» **What to do**: From the records below, extract only the lines running from the line with "field wins. Entries" to the line with "-> Result<Vec<WriteResponse>, BrokerError>", both lines included, reproducing them exactly.

- - - -

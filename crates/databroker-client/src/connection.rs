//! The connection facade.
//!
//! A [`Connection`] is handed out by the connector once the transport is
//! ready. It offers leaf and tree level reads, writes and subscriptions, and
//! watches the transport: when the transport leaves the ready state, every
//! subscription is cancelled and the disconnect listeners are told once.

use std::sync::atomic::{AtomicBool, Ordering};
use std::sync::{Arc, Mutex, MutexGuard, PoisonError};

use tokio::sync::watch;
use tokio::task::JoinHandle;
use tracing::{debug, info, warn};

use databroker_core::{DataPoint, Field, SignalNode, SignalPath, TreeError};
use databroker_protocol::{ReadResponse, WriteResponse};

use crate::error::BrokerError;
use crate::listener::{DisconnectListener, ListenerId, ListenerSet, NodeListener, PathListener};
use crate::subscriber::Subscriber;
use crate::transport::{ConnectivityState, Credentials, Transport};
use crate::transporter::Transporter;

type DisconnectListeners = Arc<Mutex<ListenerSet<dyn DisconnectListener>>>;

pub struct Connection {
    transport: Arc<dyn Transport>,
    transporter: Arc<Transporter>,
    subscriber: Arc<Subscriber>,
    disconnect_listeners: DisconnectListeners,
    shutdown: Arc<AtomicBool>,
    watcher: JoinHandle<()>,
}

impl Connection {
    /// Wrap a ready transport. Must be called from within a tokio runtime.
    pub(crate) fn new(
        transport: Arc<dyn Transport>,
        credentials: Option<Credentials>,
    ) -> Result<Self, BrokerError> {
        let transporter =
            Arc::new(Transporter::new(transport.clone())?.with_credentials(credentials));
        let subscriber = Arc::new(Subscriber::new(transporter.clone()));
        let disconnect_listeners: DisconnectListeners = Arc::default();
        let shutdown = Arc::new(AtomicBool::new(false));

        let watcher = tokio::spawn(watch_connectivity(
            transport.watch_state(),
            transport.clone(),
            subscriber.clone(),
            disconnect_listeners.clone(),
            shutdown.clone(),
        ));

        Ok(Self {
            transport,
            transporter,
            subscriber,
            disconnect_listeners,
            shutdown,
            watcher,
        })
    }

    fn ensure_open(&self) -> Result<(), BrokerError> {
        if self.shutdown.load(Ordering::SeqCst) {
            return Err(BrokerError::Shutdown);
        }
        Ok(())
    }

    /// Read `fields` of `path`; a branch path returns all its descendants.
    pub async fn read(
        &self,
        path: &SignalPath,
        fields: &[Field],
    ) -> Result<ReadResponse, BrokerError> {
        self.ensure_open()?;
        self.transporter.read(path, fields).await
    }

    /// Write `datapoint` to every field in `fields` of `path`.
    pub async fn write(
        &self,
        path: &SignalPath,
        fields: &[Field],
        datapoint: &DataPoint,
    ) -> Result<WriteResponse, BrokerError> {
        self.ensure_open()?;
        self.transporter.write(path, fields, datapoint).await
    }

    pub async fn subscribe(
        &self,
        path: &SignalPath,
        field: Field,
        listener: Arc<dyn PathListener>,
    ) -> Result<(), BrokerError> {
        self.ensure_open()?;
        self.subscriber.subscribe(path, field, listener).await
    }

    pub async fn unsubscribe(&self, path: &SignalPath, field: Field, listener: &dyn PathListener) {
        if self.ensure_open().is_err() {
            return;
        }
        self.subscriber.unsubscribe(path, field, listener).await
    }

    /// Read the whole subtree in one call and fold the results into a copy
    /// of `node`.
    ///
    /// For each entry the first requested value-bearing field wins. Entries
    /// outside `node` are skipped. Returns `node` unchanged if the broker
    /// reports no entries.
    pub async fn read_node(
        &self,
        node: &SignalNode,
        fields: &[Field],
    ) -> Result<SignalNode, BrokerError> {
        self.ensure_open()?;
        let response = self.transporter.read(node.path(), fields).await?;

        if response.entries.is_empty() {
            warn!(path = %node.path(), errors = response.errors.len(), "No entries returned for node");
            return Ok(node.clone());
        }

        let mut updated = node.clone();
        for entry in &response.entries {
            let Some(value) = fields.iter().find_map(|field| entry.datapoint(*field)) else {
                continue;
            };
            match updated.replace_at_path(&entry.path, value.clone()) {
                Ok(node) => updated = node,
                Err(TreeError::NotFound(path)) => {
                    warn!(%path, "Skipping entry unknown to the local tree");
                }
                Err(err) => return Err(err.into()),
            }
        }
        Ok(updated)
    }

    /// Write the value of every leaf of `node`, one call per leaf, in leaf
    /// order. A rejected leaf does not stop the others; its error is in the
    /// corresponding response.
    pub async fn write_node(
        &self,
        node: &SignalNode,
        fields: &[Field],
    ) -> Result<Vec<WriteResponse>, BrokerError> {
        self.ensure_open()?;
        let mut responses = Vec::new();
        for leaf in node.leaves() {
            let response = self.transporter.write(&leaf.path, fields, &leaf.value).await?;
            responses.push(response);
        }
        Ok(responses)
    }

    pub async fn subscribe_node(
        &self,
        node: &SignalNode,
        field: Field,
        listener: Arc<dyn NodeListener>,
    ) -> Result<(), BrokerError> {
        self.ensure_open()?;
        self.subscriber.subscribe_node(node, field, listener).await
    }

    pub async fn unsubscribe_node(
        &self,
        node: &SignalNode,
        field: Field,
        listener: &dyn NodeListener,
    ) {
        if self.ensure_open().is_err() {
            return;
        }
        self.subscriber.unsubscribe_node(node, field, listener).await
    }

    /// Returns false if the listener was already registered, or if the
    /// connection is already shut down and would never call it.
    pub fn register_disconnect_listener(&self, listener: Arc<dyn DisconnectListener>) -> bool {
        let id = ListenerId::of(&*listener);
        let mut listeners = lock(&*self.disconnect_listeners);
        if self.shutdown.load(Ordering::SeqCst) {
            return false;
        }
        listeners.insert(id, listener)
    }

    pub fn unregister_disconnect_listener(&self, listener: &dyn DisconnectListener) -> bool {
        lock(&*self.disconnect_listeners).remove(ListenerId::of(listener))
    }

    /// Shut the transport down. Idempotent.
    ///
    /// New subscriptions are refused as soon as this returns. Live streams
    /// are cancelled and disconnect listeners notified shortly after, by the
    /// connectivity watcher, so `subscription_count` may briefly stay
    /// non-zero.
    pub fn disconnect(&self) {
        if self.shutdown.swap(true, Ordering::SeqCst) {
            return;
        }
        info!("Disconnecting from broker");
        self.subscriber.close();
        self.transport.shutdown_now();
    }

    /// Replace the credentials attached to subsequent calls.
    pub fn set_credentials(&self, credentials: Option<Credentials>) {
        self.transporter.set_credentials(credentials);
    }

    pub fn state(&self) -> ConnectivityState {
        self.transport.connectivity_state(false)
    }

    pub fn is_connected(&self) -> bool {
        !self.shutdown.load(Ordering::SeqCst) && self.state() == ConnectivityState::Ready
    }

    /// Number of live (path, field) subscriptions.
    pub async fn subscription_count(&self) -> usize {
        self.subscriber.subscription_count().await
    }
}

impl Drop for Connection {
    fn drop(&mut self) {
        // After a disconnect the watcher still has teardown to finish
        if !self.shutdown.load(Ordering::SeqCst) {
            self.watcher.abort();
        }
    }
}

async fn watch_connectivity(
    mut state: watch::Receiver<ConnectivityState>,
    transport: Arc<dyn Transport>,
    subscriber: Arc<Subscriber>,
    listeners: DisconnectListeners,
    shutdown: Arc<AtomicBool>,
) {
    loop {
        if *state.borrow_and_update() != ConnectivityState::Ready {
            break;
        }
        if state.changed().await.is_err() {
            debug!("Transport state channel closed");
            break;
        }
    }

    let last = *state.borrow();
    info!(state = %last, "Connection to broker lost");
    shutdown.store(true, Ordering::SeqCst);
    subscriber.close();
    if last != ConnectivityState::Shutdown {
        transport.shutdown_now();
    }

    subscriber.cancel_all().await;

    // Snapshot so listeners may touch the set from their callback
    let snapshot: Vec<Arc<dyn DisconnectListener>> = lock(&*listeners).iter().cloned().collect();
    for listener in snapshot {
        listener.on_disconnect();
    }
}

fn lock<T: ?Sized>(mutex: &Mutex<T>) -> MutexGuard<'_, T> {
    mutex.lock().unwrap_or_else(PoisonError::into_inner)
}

- - - -

» **Solution for this exercise**:
    /// For each entry the first requested value-bearing field wins. Entries
    /// outside `node` are skipped. Returns `node` unchanged if the broker
    /// reports no entries.
    pub async fn read_node(
        &self,
        node: &SignalNode,
        fields: &[Field],
    ) -> Result<SignalNode, BrokerError> {
        self.ensure_open()?;
        let response = self.transporter.read(node.path(), fields).await?;

        if response.entries.is_empty() {
            warn!(path = %node.path(), errors = response.errors.len(), "No entries returned for node");
            return Ok(node.clone());
        }

        let mut updated = node.clone();
        for entry in &response.entries {
            let Some(value) = fields.iter().find_map(|field| entry.datapoint(*field)) else {
                continue;
            };
            match updated.replace_at_path(&entry.path, value.clone()) {
                Ok(node) => updated = node,
                Err(TreeError::NotFound(path)) => {
                    warn!(%path, "Skipping entry unknown to the local tree");
                }
                Err(err) => return Err(err.into()),
            }
        }
        Ok(updated)
    }

    /// Write the value of every leaf of `node`, one call per leaf, in leaf
    /// order. A rejected leaf does not stop the others; its error is in the
    /// corresponding response.
    pub async fn write_node(
        &self,
        node: &SignalNode,
        fields: &[Field],
    ) -> Result<Vec<WriteResponse>, BrokerError> {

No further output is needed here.